# Uber: "We under-invested in technology" - The reason Uber has no future



## jocker12 (May 11, 2017)

https://www.zdnet.com/article/uber-we-under-invested-in-technology/
*The ride-sharing service was focused on adding people quickly to its platform that its business suffered.*

Uber VP and global head of community operations Troy Stevenson has said his company focused too heavily on adding people to its platform, rather than investing in a long-term business model when the startup thrust its new ride-sharing concept into the world back in 2009.

"The tech team that supports my organisation -- when I started three years ago, was maybe a dozen people -- our ability to kind of build what we needed into the apps and build little integrations with it was was pretty scant."

According to Stevenson, what Uber has since done to rectify this over-eager attitude to scale its platform was invest in its teams, as well as its agents.

"We've also found great tech partners to work with," Stevenson said, pointing to Salesforce as one example. "We realised that we don't need to be the expert on everything and our tech stack.
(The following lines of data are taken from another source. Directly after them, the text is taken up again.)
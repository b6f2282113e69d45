use anyhow::{anyhow, Result};
use async_trait::async_trait;
use ceknomor_core::batch::TableSource;
use ceknomor_core::clients::Verifier;
use ceknomor_core::error::VerifyError;
use ceknomor_core::model::{
    IdentityRecord, Resolution, SimRecord, VerificationKind, VerificationRequest,
    VerificationResult,
};
use ceknomor_runtime::interaction::messages;
use ceknomor_runtime::{
    ConversationId, InboundEvent, InteractionSession, MessagingGateway, Phase, PromptOption,
    SessionCommand, SessionServices,
};
use chrono::{NaiveDate, NaiveDateTime};
use reqwest::Url;
use std::sync::atomic::{AtomicBool, AtomicUsize, Ordering};
use std::sync::{Arc, Mutex};

#[derive(Debug, Clone, PartialEq, Eq)]
enum Delivered {
    Prompt(String, Vec<String>),
    File(String, Vec<u8>),
}

#[derive(Default)]
struct FakeGateway {
    delivered: Mutex<Vec<Delivered>>,
    fail_files: AtomicBool,
}

impl FakeGateway {
    fn failing_files() -> Self {
        let gateway = Self::default();
        gateway.fail_files.store(true, Ordering::SeqCst);
        gateway
    }

    fn delivered(&self) -> Vec<Delivered> {
        self.delivered.lock().map(|d| d.clone()).unwrap_or_default()
    }

    fn texts(&self) -> Vec<String> {
        self.delivered()
            .into_iter()
            .filter_map(|d| match d {
                Delivered::Prompt(text, _) => Some(text),
                Delivered::File(..) => None,
            })
            .collect()
    }

    fn files(&self) -> Vec<(String, Vec<u8>)> {
        self.delivered()
            .into_iter()
            .filter_map(|d| match d {
                Delivered::File(name, content) => Some((name, content)),
                Delivered::Prompt(..) => None,
            })
            .collect()
    }

    fn push(&self, item: Delivered) -> Result<()> {
        self.delivered
            .lock()
            .map_err(|_| anyhow!("poisoned"))?
            .push(item);
        Ok(())
    }
}

#[async_trait]
impl MessagingGateway for FakeGateway {
    async fn deliver_prompt(&self, text: &str, options: &[PromptOption]) -> Result<()> {
        let payloads = options.iter().map(|o| o.payload.clone()).collect();
        self.push(Delivered::Prompt(text.to_string(), payloads))
    }

    async fn deliver_file(&self, file_name: &str, content: &[u8]) -> Result<()> {
        if self.fail_files.load(Ordering::SeqCst) {
            return Err(anyhow!("upload refused"));
        }
        self.push(Delivered::File(file_name.to_string(), content.to_vec()))
    }
}

/// SIM verifier that counts calls; numbers ending in 9 fail.
#[derive(Default)]
struct FakeSim {
    calls: AtomicUsize,
}

#[async_trait]
impl Verifier for FakeSim {
    fn kind(&self) -> VerificationKind {
        VerificationKind::SimStatus
    }

    async fn verify(&self, request: &VerificationRequest) -> VerificationResult {
        self.calls.fetch_add(1, Ordering::SeqCst);
        if request.to_string().ends_with('9') {
            return VerificationResult::failure(request.clone(), VerifyError::HttpStatus(500));
        }
        VerificationResult::success(
            request.clone(),
            Resolution::SimStatus(SimRecord {
                card_status: "ACTIVE".into(),
                activation_status: "DONE".into(),
                iccid_last4: "5678".into(),
            }),
        )
    }
}

struct FakeIdentity;

#[async_trait]
impl Verifier for FakeIdentity {
    fn kind(&self) -> VerificationKind {
        VerificationKind::Identity
    }

    async fn verify(&self, request: &VerificationRequest) -> VerificationResult {
        VerificationResult::success(
            request.clone(),
            Resolution::Identity(IdentityRecord::new(
                "ABC".into(),
                vec!["0811".into(), "0822".into()],
            )),
        )
    }
}

struct FakeTables;

#[async_trait]
impl TableSource for FakeTables {
    async fn fetch(&self, url: &Url) -> Result<String, VerifyError> {
        if url.path().ends_with("missing.csv") {
            return Err(VerifyError::HttpStatus(404));
        }
        Ok("NIK,KK\n3201,3202\n3301\n".to_string())
    }
}

fn fixed_clock() -> NaiveDateTime {
    NaiveDate::from_ymd_opt(2024, 5, 6)
        .and_then(|d| d.and_hms_opt(7, 8, 9))
        .expect("valid timestamp")
}

fn session(sim: Arc<FakeSim>) -> InteractionSession {
    InteractionSession::new(SessionServices {
        identity: Arc::new(FakeIdentity),
        sim_status: sim,
        tables: Arc::new(FakeTables),
    })
    .with_clock(fixed_clock)
}

const CHAT: ConversationId = ConversationId(42);

/// Phase of a conversation; a dropped idle entry reads as `Idle`.
async fn phase(session: &InteractionSession, id: ConversationId) -> Phase {
    match session.registry().get(&id).await {
        Some(state) => state.lock().await.phase(),
        None => Phase::Idle,
    }
}

fn command(command: SessionCommand) -> InboundEvent {
    InboundEvent::Command(command)
}

#[tokio::test]
async fn format_choice_without_pending_batch_produces_no_file() -> Result<()> {
    let session = session(Arc::default());
    let gateway = FakeGateway::default();

    session
        .handle_event(CHAT, InboundEvent::ButtonPress("csv".into()), &gateway)
        .await?;

    assert!(gateway.files().is_empty());
    assert_eq!(
        gateway.texts(),
        vec![messages::session_error(&VerifyError::NoPendingBatch)]
    );
    assert_eq!(phase(&session, CHAT).await, Phase::Idle);
    Ok(())
}

#[tokio::test]
async fn inline_sim_batch_is_exported_after_format_choice() -> Result<()> {
    let sim = Arc::new(FakeSim::default());
    let session = session(sim.clone());
    let gateway = FakeGateway::default();

    session
        .handle_event(
            CHAT,
            command(SessionCommand::SimStatus("0811 08129".into())),
            &gateway,
        )
        .await?;
    assert_eq!(phase(&session, CHAT).await, Phase::AwaitingFormatChoice);
    assert_eq!(sim.calls.load(Ordering::SeqCst), 0);
    assert_eq!(
        gateway.delivered(),
        vec![Delivered::Prompt(
            messages::CHOOSE_FORMAT.into(),
            vec!["csv".into(), "txt".into(), "excel".into()]
        )]
    );

    session
        .handle_event(CHAT, InboundEvent::ButtonPress("txt".into()), &gateway)
        .await?;

    assert_eq!(sim.calls.load(Ordering::SeqCst), 2);
    let files = gateway.files();
    assert_eq!(files.len(), 1);
    assert_eq!(files[0].0, "cekstatus_2024-05-06_07-08-09.txt");
    let text = String::from_utf8(files[0].1.clone())?;
    assert_eq!(
        text.lines().collect::<Vec<_>>(),
        vec![
            "MSISDN | Card Status | Activation Status | Last 4 ICCID | Message",
            "62811 | ACTIVE | DONE | 5678 | ",
            "628129 |  |  |  | HTTP Error 500",
        ]
    );
    let texts = gateway.texts();
    assert_eq!(texts[1], messages::PROCESSING);
    assert_eq!(texts.last().map(String::as_str), Some(messages::DONE));
    assert_eq!(phase(&session, CHAT).await, Phase::Idle);
    Ok(())
}

#[tokio::test]
async fn awaited_text_becomes_the_batch() -> Result<()> {
    let session = session(Arc::default());
    let gateway = FakeGateway::default();

    session
        .handle_event(CHAT, command(SessionCommand::CheckIdentity(String::new())), &gateway)
        .await?;
    assert_eq!(
        phase(&session, CHAT).await,
        Phase::AwaitingText(VerificationKind::Identity)
    );

    session
        .handle_event(CHAT, InboundEvent::Text("3201 3202\n3301;3302".into()), &gateway)
        .await?;
    session
        .handle_event(CHAT, InboundEvent::ButtonPress("csv".into()), &gateway)
        .await?;

    let files = gateway.files();
    assert_eq!(files[0].0, "ceknik_2024-05-06_07-08-09.csv");
    let mut reader = csv::Reader::from_reader(files[0].1.as_slice());
    let records: Vec<csv::StringRecord> = reader.records().collect::<Result<_, _>>()?;
    assert_eq!(records.len(), 2);
    assert_eq!(
        records[1].iter().collect::<Vec<_>>(),
        vec!["3301", "3302", "Berhasil", "0811, 0822", "", "1"]
    );
    Ok(())
}

#[tokio::test]
async fn single_identity_check_replies_inline() -> Result<()> {
    let session = session(Arc::default());
    let gateway = FakeGateway::default();

    session
        .handle_event(
            CHAT,
            command(SessionCommand::CheckIdentity("3201 3202".into())),
            &gateway,
        )
        .await?;
    assert_eq!(gateway.texts(), vec!["NIK: ABC\nNomor: 0811\n0822\nSisa: 1"]);
    assert_eq!(phase(&session, CHAT).await, Phase::Idle);

    session
        .handle_event(CHAT, command(SessionCommand::CheckIdentity("3201".into())), &gateway)
        .await?;
    assert_eq!(gateway.texts()[1], messages::CEKNIK_USAGE);
    Ok(())
}

#[tokio::test]
async fn url_batches_require_https_and_surface_fetch_errors() -> Result<()> {
    let session = session(Arc::default());
    let gateway = FakeGateway::default();

    session
        .handle_event(
            CHAT,
            command(SessionCommand::IdentityUrl("http://example.com/a.csv".into())),
            &gateway,
        )
        .await?;
    assert!(gateway.texts()[0].contains("docs.google.com/spreadsheets"));
    assert_eq!(phase(&session, CHAT).await, Phase::Idle);

    session
        .handle_event(
            CHAT,
            command(SessionCommand::IdentityUrl("https://example.com/missing.csv".into())),
            &gateway,
        )
        .await?;
    session
        .handle_event(CHAT, InboundEvent::ButtonPress("excel".into()), &gateway)
        .await?;
    assert!(gateway.files().is_empty());
    assert_eq!(
        gateway.texts().last().cloned(),
        Some(messages::session_error(&VerifyError::HttpStatus(404)))
    );
    assert_eq!(phase(&session, CHAT).await, Phase::Idle);
    Ok(())
}

#[tokio::test]
async fn url_batch_with_short_row_exports_every_row() -> Result<()> {
    let session = session(Arc::default());
    let gateway = FakeGateway::default();

    session
        .handle_event(
            CHAT,
            command(SessionCommand::IdentityUrl("https://example.com/ok.csv".into())),
            &gateway,
        )
        .await?;
    session
        .handle_event(CHAT, InboundEvent::ButtonPress("excel".into()), &gateway)
        .await?;

    let files = gateway.files();
    assert_eq!(files.len(), 1);
    assert_eq!(files[0].0, "ceknik_2024-05-06_07-08-09.xlsx");
    assert!(files[0].1.starts_with(b"PK"));
    Ok(())
}

#[tokio::test]
async fn finished_conversations_leave_the_registry() -> Result<()> {
    let session = session(Arc::default());
    let gateway = FakeGateway::default();

    session
        .handle_event(CHAT, command(SessionCommand::SimStatus("0811".into())), &gateway)
        .await?;
    assert_eq!(session.registry().len().await, 1);

    session
        .handle_event(CHAT, InboundEvent::ButtonPress("csv".into()), &gateway)
        .await?;
    assert_eq!(gateway.files().len(), 1);
    assert!(session.registry().is_empty().await);

    session
        .handle_event(CHAT, command(SessionCommand::Help), &gateway)
        .await?;
    assert!(session.registry().is_empty().await);
    Ok(())
}

#[tokio::test]
async fn unknown_format_payload_keeps_the_batch() -> Result<()> {
    let sim = Arc::new(FakeSim::default());
    let session = session(sim.clone());
    let gateway = FakeGateway::default();

    session
        .handle_event(CHAT, command(SessionCommand::SimStatus("0811".into())), &gateway)
        .await?;
    session
        .handle_event(CHAT, InboundEvent::ButtonPress("pdf".into()), &gateway)
        .await?;

    assert_eq!(phase(&session, CHAT).await, Phase::AwaitingFormatChoice);
    assert_eq!(sim.calls.load(Ordering::SeqCst), 0);
    assert_eq!(
        gateway.delivered().last().cloned(),
        Some(Delivered::Prompt(
            messages::UNKNOWN_FORMAT.into(),
            vec!["csv".into(), "txt".into(), "excel".into()]
        ))
    );

    session
        .handle_event(CHAT, InboundEvent::ButtonPress("txt".into()), &gateway)
        .await?;
    assert_eq!(gateway.files().len(), 1);
    assert_eq!(sim.calls.load(Ordering::SeqCst), 1);
    Ok(())
}

#[tokio::test]
async fn second_batch_replaces_the_first() -> Result<()> {
    let sim = Arc::new(FakeSim::default());
    let session = session(sim.clone());
    let gateway = FakeGateway::default();

    session
        .handle_event(CHAT, command(SessionCommand::SimStatus("0811".into())), &gateway)
        .await?;
    session
        .handle_event(CHAT, command(SessionCommand::SimStatus("0822 0833".into())), &gateway)
        .await?;
    assert!(gateway.texts().contains(&messages::BATCH_REPLACED.to_string()));

    session
        .handle_event(CHAT, InboundEvent::ButtonPress("csv".into()), &gateway)
        .await?;
    assert_eq!(sim.calls.load(Ordering::SeqCst), 2);
    Ok(())
}

#[tokio::test]
async fn failed_upload_keeps_results_for_another_format() -> Result<()> {
    let sim = Arc::new(FakeSim::default());
    let session = session(sim.clone());
    let broken = FakeGateway::failing_files();

    session
        .handle_event(CHAT, command(SessionCommand::SimStatus("0811".into())), &broken)
        .await?;
    session
        .handle_event(CHAT, InboundEvent::ButtonPress("csv".into()), &broken)
        .await?;
    assert_eq!(phase(&session, CHAT).await, Phase::AwaitingFormatChoice);
    assert!(broken
        .texts()
        .last()
        .is_some_and(|t| t.contains("upload refused")));

    let gateway = FakeGateway::default();
    session
        .handle_event(CHAT, InboundEvent::ButtonPress("txt".into()), &gateway)
        .await?;
    assert_eq!(gateway.files().len(), 1);
    // The lookups ran once; the retry reused their results
    assert_eq!(sim.calls.load(Ordering::SeqCst), 1);
    assert_eq!(phase(&session, CHAT).await, Phase::Idle);
    Ok(())
}

#[tokio::test]
async fn cancel_and_unrecognized_text() -> Result<()> {
    let session = session(Arc::default());
    let gateway = FakeGateway::default();

    session
        .handle_event(CHAT, InboundEvent::Text("halo".into()), &gateway)
        .await?;
    session
        .handle_event(CHAT, command(SessionCommand::SimStatus(String::new())), &gateway)
        .await?;
    session
        .handle_event(CHAT, command(SessionCommand::Cancel), &gateway)
        .await?;
    session
        .handle_event(CHAT, command(SessionCommand::Cancel), &gateway)
        .await?;

    assert_eq!(
        gateway.texts(),
        vec![
            messages::UNRECOGNIZED.to_string(),
            messages::ask_for_text(VerificationKind::SimStatus).to_string(),
            messages::CANCELLED.to_string(),
            messages::NOTHING_TO_CANCEL.to_string(),
        ]
    );
    assert_eq!(phase(&session, CHAT).await, Phase::Idle);
    Ok(())
}

#[tokio::test]
async fn conversations_do_not_share_pending_batches() -> Result<()> {
    let session = session(Arc::default());
    let gateway = FakeGateway::default();
    let other = ConversationId(7);

    session
        .handle_event(CHAT, command(SessionCommand::SimStatus("0811".into())), &gateway)
        .await?;
    session
        .handle_event(other, InboundEvent::ButtonPress("csv".into()), &gateway)
        .await?;

    assert!(gateway.files().is_empty());
    assert_eq!(phase(&session, CHAT).await, Phase::AwaitingFormatChoice);
    assert_eq!(phase(&session, other).await, Phase::Idle);
    Ok(())
}
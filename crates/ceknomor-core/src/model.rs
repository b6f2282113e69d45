//! Verification data model: requests, per-row results and ordered result sets.

use crate::error::VerifyError;
use serde::{Deserialize, Serialize};
use std::fmt;

/// Number of phone numbers a single identity may register.
pub const MAX_REGISTRATIONS: u8 = 3;

/// Placeholder used when the SIM service omits a field.
pub const UNKNOWN: &str = "Tidak diketahui";

/// Which verification service a batch targets.
#[derive(Debug, Clone, Copy, PartialEq, Eq, Hash, Serialize, Deserialize)]
pub enum VerificationKind {
    /// NIK + KK lookup of registered phone numbers
    Identity,
    /// MSISDN lookup of SIM card status
    SimStatus,
}

impl VerificationKind {
    /// Number of leading table columns that form the lookup key.
    #[must_use]
    pub const fn key_columns(self) -> usize {
        match self {
            Self::Identity => 2,
            Self::SimStatus => 1,
        }
    }

    /// Prefix used for exported file names.
    #[must_use]
    pub const fn file_prefix(self) -> &'static str {
        match self {
            Self::Identity => "ceknik",
            Self::SimStatus => "cekstatus",
        }
    }
}

impl fmt::Display for VerificationKind {
    fn fmt(&self, f: &mut fmt::Formatter<'_>) -> fmt::Result {
        match self {
            Self::Identity => f.write_str("identity"),
            Self::SimStatus => f.write_str("sim-status"),
        }
    }
}

/// Rewrites a local `08…` number into the international `628…` form.
///
/// Any other input is returned unchanged, so the function is idempotent.
/// Callers trim before normalizing.
///
/// # Examples
///
/// ```
/// use ceknomor_core::model::normalize_msisdn;
/// assert_eq!(normalize_msisdn("081234"), "6281234");
/// assert_eq!(normalize_msisdn("6281234"), "6281234");
/// ```
#[must_use]
pub fn normalize_msisdn(raw: &str) -> String {
    raw.strip_prefix("08")
        .map_or_else(|| raw.to_string(), |rest| format!("628{rest}"))
}

/// A single lookup key.
#[derive(Debug, Clone, PartialEq, Eq, Serialize, Deserialize)]
pub enum VerificationRequest {
    /// National identity number paired with the family card number
    Identity {
        /// NIK
        nik: String,
        /// KK
        kk: String,
    },
    /// Subscriber phone number, already normalized
    SimStatus {
        /// MSISDN in `628…` form
        msisdn: String,
    },
}

impl VerificationRequest {
    /// Build an identity request from raw values.
    pub fn identity(nik: impl Into<String>, kk: impl Into<String>) -> Self {
        Self::Identity {
            nik: nik.into().trim().to_string(),
            kk: kk.into().trim().to_string(),
        }
    }

    /// Build a SIM status request, normalizing the number.
    #[must_use]
    pub fn sim_status(msisdn: &str) -> Self {
        Self::SimStatus {
            msisdn: normalize_msisdn(msisdn),
        }
    }

    /// Kind of service this request is meant for.
    #[must_use]
    pub const fn kind(&self) -> VerificationKind {
        match self {
            Self::Identity { .. } => VerificationKind::Identity,
            Self::SimStatus { .. } => VerificationKind::SimStatus,
        }
    }
}

impl fmt::Display for VerificationRequest {
    fn fmt(&self, f: &mut fmt::Formatter<'_>) -> fmt::Result {
        match self {
            Self::Identity { nik, kk } => write!(f, "{nik}/{kk}"),
            Self::SimStatus { msisdn } => f.write_str(msisdn),
        }
    }
}

/// Numbers registered under an identity.
#[derive(Debug, Clone, PartialEq, Eq, Serialize, Deserialize)]
pub struct IdentityRecord {
    /// Identity label as rendered by the result page
    pub label: String,
    /// Registered phone numbers (0 to 3)
    pub numbers: Vec<String>,
    /// Unused registration slots
    pub remaining: u8,
}

impl IdentityRecord {
    /// Build a record, deriving `remaining` from the number count.
    #[must_use]
    pub fn new(label: String, numbers: Vec<String>) -> Self {
        let used = u8::try_from(numbers.len()).unwrap_or(u8::MAX);
        Self {
            label,
            numbers,
            remaining: MAX_REGISTRATIONS.saturating_sub(used),
        }
    }
}

/// SIM card status as reported by the operator.
#[derive(Debug, Clone, PartialEq, Eq, Serialize, Deserialize)]
pub struct SimRecord {
    /// Card status, e.g. `ACTIVE`
    pub card_status: String,
    /// Activation status
    pub activation_status: String,
    /// Last four characters of the ICCID, or [`UNKNOWN`]
    pub iccid_last4: String,
}

/// Successful lookup payload.
#[derive(Debug, Clone, PartialEq, Eq, Serialize, Deserialize)]
pub enum Resolution {
    /// Identity lookup succeeded
    Identity(IdentityRecord),
    /// SIM status lookup succeeded
    SimStatus(SimRecord),
}

/// Outcome of one row.
#[derive(Debug, Clone, PartialEq, Eq, Serialize, Deserialize)]
pub enum Outcome {
    /// The service resolved the key
    Success(Resolution),
    /// Anything else; never aborts the batch
    Failure(VerifyError),
}

/// Result of a single verification, tagged with the input that produced it.
#[derive(Debug, Clone, PartialEq, Eq, Serialize, Deserialize)]
pub struct VerificationResult {
    /// Input as received
    pub request: VerificationRequest,
    /// What happened
    pub outcome: Outcome,
}

impl VerificationResult {
    /// Successful result.
    #[must_use]
    pub const fn success(request: VerificationRequest, resolution: Resolution) -> Self {
        Self {
            request,
            outcome: Outcome::Success(resolution),
        }
    }

    /// Failed result.
    #[must_use]
    pub const fn failure(request: VerificationRequest, error: VerifyError) -> Self {
        Self {
            request,
            outcome: Outcome::Failure(error),
        }
    }

    /// Whether the row resolved.
    #[must_use]
    pub const fn is_success(&self) -> bool {
        matches!(self.outcome, Outcome::Success(_))
    }

    /// Error carried by a failed row.
    #[must_use]
    pub const fn error(&self) -> Option<&VerifyError> {
        match &self.outcome {
            Outcome::Failure(err) => Some(err),
            Outcome::Success(_) => None,
        }
    }

    /// Free registration slots. Failed identity rows report the full quota.
    #[must_use]
    pub const fn remaining(&self) -> u8 {
        match &self.outcome {
            Outcome::Success(Resolution::Identity(record)) => record.remaining,
            _ => MAX_REGISTRATIONS,
        }
    }
}

/// Ordered results of one batch run. Immutable once built.
#[derive(Debug, Clone, PartialEq, Eq, Serialize, Deserialize)]
pub struct ResultSet {
    kind: VerificationKind,
    results: Vec<VerificationResult>,
}

impl ResultSet {
    /// Wrap results produced for `kind`, keeping their order.
    #[must_use]
    pub const fn new(kind: VerificationKind, results: Vec<VerificationResult>) -> Self {
        Self { kind, results }
    }

    /// Kind of every row in the set.
    #[must_use]
    pub const fn kind(&self) -> VerificationKind {
        self.kind
    }

    /// Rows in input order.
    #[must_use]
    pub fn results(&self) -> &[VerificationResult] {
        &self.results
    }

    /// Iterate rows in input order.
    pub fn iter(&self) -> std::slice::Iter<'_, VerificationResult> {
        self.results.iter()
    }

    /// Row count.
    #[must_use]
    pub fn len(&self) -> usize {
        self.results.len()
    }

    /// Whether there are no rows.
    #[must_use]
    pub fn is_empty(&self) -> bool {
        self.results.is_empty()
    }

    /// Number of successful rows.
    #[must_use]
    pub fn success_count(&self) -> usize {
        self.results.iter().filter(|r| r.is_success()).count()
    }
}

impl<'a> IntoIterator for &'a ResultSet {
    type Item = &'a VerificationResult;
    type IntoIter = std::slice::Iter<'a, VerificationResult>;

    fn into_iter(self) -> Self::IntoIter {
        self.results.iter()
    }
}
You know there's parts where we think it is a unique competitive edge, and that's what we want to focus our resources, and there's other parts where we don't need to reinvent the wheel on every aspect of the experience."

Stevenson said in the early days of Uber, the startup was "very reticent" to work with partners outside of its ecosystem.

"That probably slowed us down more than we needed to, and I think as we grew and as we scaled -- enterprise sales or knowledge basis and things like that, when it's not a proprietary part of the company but it's a really critical part of the experience -- [we] pooled together partners to help us with that," he said.

Uber, he said, is now giving thought to the future when building new capability.

"We have to try to make them fulfill the needs of the future, we're not going to invest lots of people's time and lots of money into solving yesterday's problems, we have to kind of look forward to where the puck is going," Stevenson said.

According to Stevenson, as Uber was growing, the company looked at its operation as a very "one size fits all model".

"That is the reality of a much more complicated segmented customer base we've really been trying to be able to differentiate a lot more," he explained.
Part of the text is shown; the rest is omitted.